Das aktuelle Regierungsübereinkommen enthält einen Nationalen Aktionsplan Menschenrechte. In den NAP Menschenrechte wurden Projekte aufgenommen, die die Bundesregierung bis 2018 umsetzen will. Mit der Organisation und Koordination wurde die Volksanwaltschaft gemeinsam mit dem Verfassungsdienst des Bundeskanzleramts und dem Völkerrechtsbüro beauftragt. Der Volksanwaltschaft hat nichtstaatliche Organisationen und die Zivilgesellschaft aufgerufen, Projekte einzureichen, die von den mit der Organisation betrauten Institutionen gemeinsam mit den MenschenrechtskoordinatorInnen der Bundesministerien bearbeitet werden sollen. Ziel ist es, im Sommer 2015 den ersten österreichischen NAP Menschenrechte zu beschließen und damit auch Forderungen diverser UN-Menschenrechtskomitees nachzukommen.

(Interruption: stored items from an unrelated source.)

use std::sync::Arc;
use std::time::Instant;
use tokio::sync::Mutex;
use tokio::time::{sleep, Duration};
use reqwest::Response;

use crate::error::{Error, Result};

const WINDOW: Duration = Duration::from_secs(60);

/// Per-minute request ceiling shared by the outbound clients.
///
/// GitHub calls use [`RateLimiter::wait`] and sleep until a slot frees up;
/// inference calls use [`RateLimiter::try_acquire`] and surface
/// [`Error::RateLimitExceeded`] to the caller instead.
#[derive(Clone)]
pub struct RateLimiter {
    state: Arc<Mutex<RateLimitState>>,
    max_per_minute: u32,
}

struct RateLimitState {
    remaining: u32,
    reset_at: Option<Instant>,
    requests_this_minute: u32,
    minute_start: Instant,
}

impl RateLimiter {
    pub fn new(max_per_minute: u32) -> Self {
        Self {
            state: Arc::new(Mutex::new(RateLimitState {
                remaining: 5000,
                reset_at: None,
                requests_this_minute: 0,
                minute_start: Instant::now(),
            })),
            max_per_minute: max_per_minute.max(1),
        }
    }

    pub async fn wait(&self) {
        let mut state = self.state.lock().await;

        // Server-side quota exhausted: sleep until the advertised reset
        if state.remaining == 0 {
            if let Some(reset_at) = state.reset_at {
                let now = Instant::now();
                if reset_at > now {
                    let wait_duration = reset_at - now;
                    drop(state);
                    tracing::info!("Rate limited, waiting {:?}", wait_duration);
                    sleep(wait_duration).await;
                    state = self.state.lock().await;
                }
            }
        }

        let minute_elapsed = state.minute_start.elapsed();
        if minute_elapsed < WINDOW {
            if state.requests_this_minute >= self.max_per_minute {
                let wait_time = WINDOW - minute_elapsed;
                drop(state);
                tracing::debug!("Soft rate limiting, waiting {:?}", wait_time);
                sleep(wait_time).await;
                state = self.state.lock().await;
                state.requests_this_minute = 0;
                state.minute_start = Instant::now();
            }
        } else {
            state.requests_this_minute = 0;
            state.minute_start = Instant::now();
        }

        state.requests_this_minute += 1;
    }

    /// Takes a slot in the current window, or fails without waiting.
    pub async fn try_acquire(&self) -> Result<()> {
        let mut state = self.state.lock().await;

        if state.minute_start.elapsed() >= WINDOW {
            state.requests_this_minute = 0;
            state.minute_start = Instant::now();
        }

        if state.requests_this_minute >= self.max_per_minute {
            return Err(Error::RateLimitExceeded(format!(
                "{} requests per minute allowed, retry in {}s",
                self.max_per_minute,
                (WINDOW - state.minute_start.elapsed()).as_secs()
            )));
        }

        state.requests_this_minute += 1;
        Ok(())
    }

    pub fn update_from_response(&self, response: &Response) {
        if let Some(remaining) = response
            .headers()
            .get("x-ratelimit-remaining")
            .and_then(|v| v.to_str().ok())
            .and_then(|v| v.parse().ok())
        {
            let state = self.state.clone();
            let reset = response
                .headers()
                .get("x-ratelimit-reset")
                .and_then(|v| v.to_str().ok())
                .and_then(|v| v.parse::<u64>().ok());

            tokio::spawn(async move {
                let mut state = state.lock().await;
                state.remaining = remaining;
                if let Some(reset_timestamp) = reset {
                    let now = std::time::SystemTime::now()
                        .duration_since(std::time::UNIX_EPOCH)
                        .unwrap_or_default()
                        .as_secs();
                    if reset_timestamp > now {
                        let wait_secs = reset_timestamp - now;
                        state.reset_at = Some(Instant::now() + Duration::from_secs(wait_secs));
                    }
                }
            });
        }
    }
}

impl Default for RateLimiter {
    fn default() -> Self {
        Self::new(60)
    }
}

Auch die Gleichbehandlungsanwaltschaft hat Projekte vorgeschlagen. Sie betreffen die langjährige Forderung nach Schaffung eines einheitlichen Schutzniveaus im Gleichbehandlungsgesetz (Levelling-Up) und die Verbesserung des Zugangs zum Recht durch Vereinheitlichung der gleichbehandlungsrechtlichen Bestimmungen und Vereinfachung der Struktur der spezialisierten Institutionen des Gleichbehandlungsrechts. Ein weiterer Vorschlag bezieht sich darauf, Mittel und gesetzliche Kompetenzen der Gleichbehandlungsanwaltschaft so auszuweiten, dass auch eine gerichtliche Mitwirkung in Diskriminierungsverfahren möglich ist.